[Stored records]

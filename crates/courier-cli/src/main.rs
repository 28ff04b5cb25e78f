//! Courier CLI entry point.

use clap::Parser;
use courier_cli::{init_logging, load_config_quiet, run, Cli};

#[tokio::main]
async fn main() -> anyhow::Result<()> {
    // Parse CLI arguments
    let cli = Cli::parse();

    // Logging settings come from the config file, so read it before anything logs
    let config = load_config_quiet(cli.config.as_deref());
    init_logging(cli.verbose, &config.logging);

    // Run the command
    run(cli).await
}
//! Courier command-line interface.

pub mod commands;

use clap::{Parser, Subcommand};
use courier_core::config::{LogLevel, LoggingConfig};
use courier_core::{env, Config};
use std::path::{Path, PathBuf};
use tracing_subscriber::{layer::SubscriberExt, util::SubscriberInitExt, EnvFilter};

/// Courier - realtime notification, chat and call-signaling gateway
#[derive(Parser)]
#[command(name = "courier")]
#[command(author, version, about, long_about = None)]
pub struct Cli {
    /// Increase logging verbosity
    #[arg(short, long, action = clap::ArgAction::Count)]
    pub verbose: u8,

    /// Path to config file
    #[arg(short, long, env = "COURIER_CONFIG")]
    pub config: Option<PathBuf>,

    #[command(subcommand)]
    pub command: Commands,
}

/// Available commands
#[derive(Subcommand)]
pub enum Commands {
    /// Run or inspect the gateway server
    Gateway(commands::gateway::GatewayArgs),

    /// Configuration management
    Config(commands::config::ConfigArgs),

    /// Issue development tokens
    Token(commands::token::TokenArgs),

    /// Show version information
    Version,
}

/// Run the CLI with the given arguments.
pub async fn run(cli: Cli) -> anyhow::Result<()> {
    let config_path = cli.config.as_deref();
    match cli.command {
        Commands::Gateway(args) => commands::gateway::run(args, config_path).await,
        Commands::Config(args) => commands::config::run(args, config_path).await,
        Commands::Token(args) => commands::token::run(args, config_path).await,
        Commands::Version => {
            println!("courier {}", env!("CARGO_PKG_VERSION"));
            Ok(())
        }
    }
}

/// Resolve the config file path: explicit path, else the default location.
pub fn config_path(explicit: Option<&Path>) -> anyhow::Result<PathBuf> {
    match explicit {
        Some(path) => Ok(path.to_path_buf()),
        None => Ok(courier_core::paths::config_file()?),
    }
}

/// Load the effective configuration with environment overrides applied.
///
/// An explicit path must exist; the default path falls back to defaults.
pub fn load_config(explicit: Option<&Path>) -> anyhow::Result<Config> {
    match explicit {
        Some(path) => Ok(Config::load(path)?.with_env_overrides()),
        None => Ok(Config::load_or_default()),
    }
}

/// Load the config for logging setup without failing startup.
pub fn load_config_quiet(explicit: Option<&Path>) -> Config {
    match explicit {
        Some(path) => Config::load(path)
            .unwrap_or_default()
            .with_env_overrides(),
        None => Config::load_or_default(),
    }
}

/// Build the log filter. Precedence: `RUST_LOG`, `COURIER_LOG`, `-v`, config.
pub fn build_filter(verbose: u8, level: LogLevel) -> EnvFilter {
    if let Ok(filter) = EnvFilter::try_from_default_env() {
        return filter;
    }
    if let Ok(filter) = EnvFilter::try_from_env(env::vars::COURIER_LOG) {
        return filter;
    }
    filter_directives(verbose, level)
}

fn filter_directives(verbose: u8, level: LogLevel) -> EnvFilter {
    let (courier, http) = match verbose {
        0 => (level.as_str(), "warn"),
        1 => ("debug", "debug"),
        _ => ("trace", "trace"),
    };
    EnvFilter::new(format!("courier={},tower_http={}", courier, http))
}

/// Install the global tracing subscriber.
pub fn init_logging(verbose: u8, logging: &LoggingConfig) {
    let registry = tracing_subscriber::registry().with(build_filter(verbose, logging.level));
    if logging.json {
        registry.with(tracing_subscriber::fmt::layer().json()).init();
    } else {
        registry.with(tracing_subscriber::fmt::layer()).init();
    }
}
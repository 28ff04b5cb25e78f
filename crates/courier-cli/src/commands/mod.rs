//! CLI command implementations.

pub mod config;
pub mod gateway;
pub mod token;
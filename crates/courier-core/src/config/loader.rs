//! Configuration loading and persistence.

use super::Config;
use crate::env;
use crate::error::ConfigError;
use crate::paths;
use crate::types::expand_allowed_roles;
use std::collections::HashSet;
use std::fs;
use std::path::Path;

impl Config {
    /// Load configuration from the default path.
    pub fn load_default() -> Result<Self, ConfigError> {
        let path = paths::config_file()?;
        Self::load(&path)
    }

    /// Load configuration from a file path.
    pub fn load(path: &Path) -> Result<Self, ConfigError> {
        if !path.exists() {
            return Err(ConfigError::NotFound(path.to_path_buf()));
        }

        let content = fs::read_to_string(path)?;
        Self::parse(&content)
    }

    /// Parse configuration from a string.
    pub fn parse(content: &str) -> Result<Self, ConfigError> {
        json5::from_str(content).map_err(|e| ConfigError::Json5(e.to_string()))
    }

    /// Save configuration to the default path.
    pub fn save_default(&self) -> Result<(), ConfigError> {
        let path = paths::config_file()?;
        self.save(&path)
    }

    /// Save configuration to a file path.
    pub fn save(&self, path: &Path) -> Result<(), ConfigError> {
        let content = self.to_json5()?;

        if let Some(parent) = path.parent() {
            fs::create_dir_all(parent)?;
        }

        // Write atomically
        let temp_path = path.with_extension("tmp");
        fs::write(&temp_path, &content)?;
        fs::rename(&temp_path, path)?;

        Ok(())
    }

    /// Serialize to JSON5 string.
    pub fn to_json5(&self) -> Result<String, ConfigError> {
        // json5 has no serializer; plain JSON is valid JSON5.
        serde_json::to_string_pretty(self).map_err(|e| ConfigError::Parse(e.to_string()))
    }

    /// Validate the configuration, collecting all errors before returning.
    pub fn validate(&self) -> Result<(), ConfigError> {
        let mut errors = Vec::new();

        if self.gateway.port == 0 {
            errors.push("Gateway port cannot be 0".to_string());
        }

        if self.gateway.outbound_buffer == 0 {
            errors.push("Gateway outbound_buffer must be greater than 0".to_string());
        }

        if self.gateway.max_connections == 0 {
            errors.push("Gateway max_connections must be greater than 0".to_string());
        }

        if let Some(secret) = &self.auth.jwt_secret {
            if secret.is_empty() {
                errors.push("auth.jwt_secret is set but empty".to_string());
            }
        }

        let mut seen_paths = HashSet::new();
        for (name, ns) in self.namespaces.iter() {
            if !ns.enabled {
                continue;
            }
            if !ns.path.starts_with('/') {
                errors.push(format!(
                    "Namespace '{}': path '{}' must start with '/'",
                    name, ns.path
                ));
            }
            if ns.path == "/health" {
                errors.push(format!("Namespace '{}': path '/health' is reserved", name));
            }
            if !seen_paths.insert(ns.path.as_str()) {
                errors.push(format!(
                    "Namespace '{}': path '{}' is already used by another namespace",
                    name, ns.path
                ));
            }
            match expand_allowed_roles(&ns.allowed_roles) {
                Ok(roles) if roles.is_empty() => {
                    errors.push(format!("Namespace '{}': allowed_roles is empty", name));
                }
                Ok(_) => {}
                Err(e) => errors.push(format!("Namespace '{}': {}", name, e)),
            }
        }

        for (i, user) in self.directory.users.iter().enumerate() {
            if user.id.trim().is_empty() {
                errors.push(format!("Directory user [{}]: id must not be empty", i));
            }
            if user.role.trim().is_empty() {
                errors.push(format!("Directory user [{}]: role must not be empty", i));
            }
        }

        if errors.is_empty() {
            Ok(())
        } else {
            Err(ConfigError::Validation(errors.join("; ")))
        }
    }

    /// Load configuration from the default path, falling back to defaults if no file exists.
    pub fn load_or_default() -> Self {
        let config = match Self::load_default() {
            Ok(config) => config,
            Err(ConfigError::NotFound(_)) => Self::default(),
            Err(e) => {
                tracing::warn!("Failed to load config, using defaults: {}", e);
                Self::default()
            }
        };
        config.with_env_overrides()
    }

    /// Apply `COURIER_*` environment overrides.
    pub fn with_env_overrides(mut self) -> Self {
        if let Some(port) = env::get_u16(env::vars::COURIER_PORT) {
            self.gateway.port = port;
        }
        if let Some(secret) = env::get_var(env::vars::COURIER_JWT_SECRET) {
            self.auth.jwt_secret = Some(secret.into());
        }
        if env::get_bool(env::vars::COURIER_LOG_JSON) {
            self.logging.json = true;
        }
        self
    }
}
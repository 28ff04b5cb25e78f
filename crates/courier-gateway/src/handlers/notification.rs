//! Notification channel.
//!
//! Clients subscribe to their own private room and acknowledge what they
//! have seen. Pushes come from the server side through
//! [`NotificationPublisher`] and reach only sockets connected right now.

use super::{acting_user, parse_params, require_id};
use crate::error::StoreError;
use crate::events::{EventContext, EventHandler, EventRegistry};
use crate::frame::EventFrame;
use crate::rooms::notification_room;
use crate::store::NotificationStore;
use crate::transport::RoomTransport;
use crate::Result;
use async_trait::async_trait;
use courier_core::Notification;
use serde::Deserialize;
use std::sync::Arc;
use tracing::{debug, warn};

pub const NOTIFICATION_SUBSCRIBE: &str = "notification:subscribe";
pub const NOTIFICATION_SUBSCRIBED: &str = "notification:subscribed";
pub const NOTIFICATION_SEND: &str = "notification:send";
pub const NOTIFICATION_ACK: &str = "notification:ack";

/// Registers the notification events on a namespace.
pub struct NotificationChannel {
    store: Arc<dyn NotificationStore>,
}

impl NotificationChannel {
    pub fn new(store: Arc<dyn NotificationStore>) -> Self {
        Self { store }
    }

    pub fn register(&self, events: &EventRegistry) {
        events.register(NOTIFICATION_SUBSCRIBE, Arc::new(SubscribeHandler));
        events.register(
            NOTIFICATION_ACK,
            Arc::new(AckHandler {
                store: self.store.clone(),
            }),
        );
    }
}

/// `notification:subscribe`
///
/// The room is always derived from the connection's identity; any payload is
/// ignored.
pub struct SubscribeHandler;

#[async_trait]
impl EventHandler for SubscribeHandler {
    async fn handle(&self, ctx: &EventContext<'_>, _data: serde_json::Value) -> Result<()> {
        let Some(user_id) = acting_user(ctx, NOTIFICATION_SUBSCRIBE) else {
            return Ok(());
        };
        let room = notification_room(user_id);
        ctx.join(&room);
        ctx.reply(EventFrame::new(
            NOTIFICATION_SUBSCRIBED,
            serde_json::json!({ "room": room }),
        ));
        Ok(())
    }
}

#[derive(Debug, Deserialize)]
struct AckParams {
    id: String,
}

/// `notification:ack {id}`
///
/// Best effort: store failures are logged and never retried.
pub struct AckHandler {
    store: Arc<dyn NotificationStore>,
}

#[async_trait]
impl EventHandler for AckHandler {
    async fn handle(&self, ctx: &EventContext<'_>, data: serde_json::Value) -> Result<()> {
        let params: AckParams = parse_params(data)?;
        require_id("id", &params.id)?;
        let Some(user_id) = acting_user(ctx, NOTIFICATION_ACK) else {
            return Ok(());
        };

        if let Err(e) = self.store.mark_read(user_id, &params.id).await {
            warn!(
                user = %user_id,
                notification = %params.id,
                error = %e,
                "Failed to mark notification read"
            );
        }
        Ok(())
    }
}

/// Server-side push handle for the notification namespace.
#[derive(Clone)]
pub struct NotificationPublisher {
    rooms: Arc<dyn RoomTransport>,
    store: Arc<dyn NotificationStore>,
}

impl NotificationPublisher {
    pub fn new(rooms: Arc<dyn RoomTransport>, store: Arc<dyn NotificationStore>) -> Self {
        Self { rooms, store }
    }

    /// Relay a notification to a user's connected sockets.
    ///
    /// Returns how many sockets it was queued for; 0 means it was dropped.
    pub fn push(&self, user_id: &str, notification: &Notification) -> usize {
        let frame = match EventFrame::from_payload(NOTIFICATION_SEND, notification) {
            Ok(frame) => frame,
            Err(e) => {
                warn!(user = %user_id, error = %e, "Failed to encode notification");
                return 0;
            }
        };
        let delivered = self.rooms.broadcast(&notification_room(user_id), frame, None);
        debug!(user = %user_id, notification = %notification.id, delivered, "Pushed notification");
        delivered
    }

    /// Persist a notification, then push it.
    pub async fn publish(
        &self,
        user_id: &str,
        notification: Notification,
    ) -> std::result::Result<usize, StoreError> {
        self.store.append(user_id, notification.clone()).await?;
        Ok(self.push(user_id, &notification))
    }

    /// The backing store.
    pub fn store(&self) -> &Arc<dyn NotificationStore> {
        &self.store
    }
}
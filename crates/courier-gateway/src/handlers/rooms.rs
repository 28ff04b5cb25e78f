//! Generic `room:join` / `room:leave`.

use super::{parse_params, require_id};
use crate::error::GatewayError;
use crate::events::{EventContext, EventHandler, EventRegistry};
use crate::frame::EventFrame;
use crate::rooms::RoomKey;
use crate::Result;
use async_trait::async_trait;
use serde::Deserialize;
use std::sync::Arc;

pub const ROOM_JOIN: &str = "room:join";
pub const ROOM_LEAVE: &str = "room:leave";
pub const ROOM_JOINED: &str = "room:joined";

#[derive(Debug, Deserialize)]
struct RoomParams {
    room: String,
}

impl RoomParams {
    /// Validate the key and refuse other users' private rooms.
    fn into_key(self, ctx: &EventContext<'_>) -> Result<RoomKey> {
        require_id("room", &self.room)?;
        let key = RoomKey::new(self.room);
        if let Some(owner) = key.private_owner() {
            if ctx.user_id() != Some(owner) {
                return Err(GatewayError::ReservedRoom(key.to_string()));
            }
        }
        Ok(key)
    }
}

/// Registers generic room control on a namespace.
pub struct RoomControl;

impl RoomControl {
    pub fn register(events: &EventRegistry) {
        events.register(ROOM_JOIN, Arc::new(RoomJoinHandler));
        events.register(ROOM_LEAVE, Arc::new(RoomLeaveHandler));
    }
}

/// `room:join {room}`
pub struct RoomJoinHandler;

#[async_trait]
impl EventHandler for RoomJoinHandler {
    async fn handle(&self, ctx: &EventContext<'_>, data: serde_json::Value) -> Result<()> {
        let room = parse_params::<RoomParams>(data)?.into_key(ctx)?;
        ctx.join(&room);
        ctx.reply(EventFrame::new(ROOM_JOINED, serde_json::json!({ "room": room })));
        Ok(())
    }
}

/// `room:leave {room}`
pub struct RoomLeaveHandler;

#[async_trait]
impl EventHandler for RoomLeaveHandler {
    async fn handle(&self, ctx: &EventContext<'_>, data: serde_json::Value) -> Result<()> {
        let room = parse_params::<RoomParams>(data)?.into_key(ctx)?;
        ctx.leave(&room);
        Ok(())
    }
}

- [TASK]: In the data above, start at the line that has "to the default path.", stop after the line that has "let content = self.to_json5()?;", and print every line in between exactly as it stands.

- [ANSWER TO THIS PROBLEM]:
    /// Save configuration to the default path.
    pub fn save_default(&self) -> Result<(), ConfigError> {
        let path = paths::config_file()?;
        self.save(&path)
    }

    /// Save configuration to a file path.
    pub fn save(&self, path: &Path) -> Result<(), ConfigError> {
        let content = self.to_json5()?;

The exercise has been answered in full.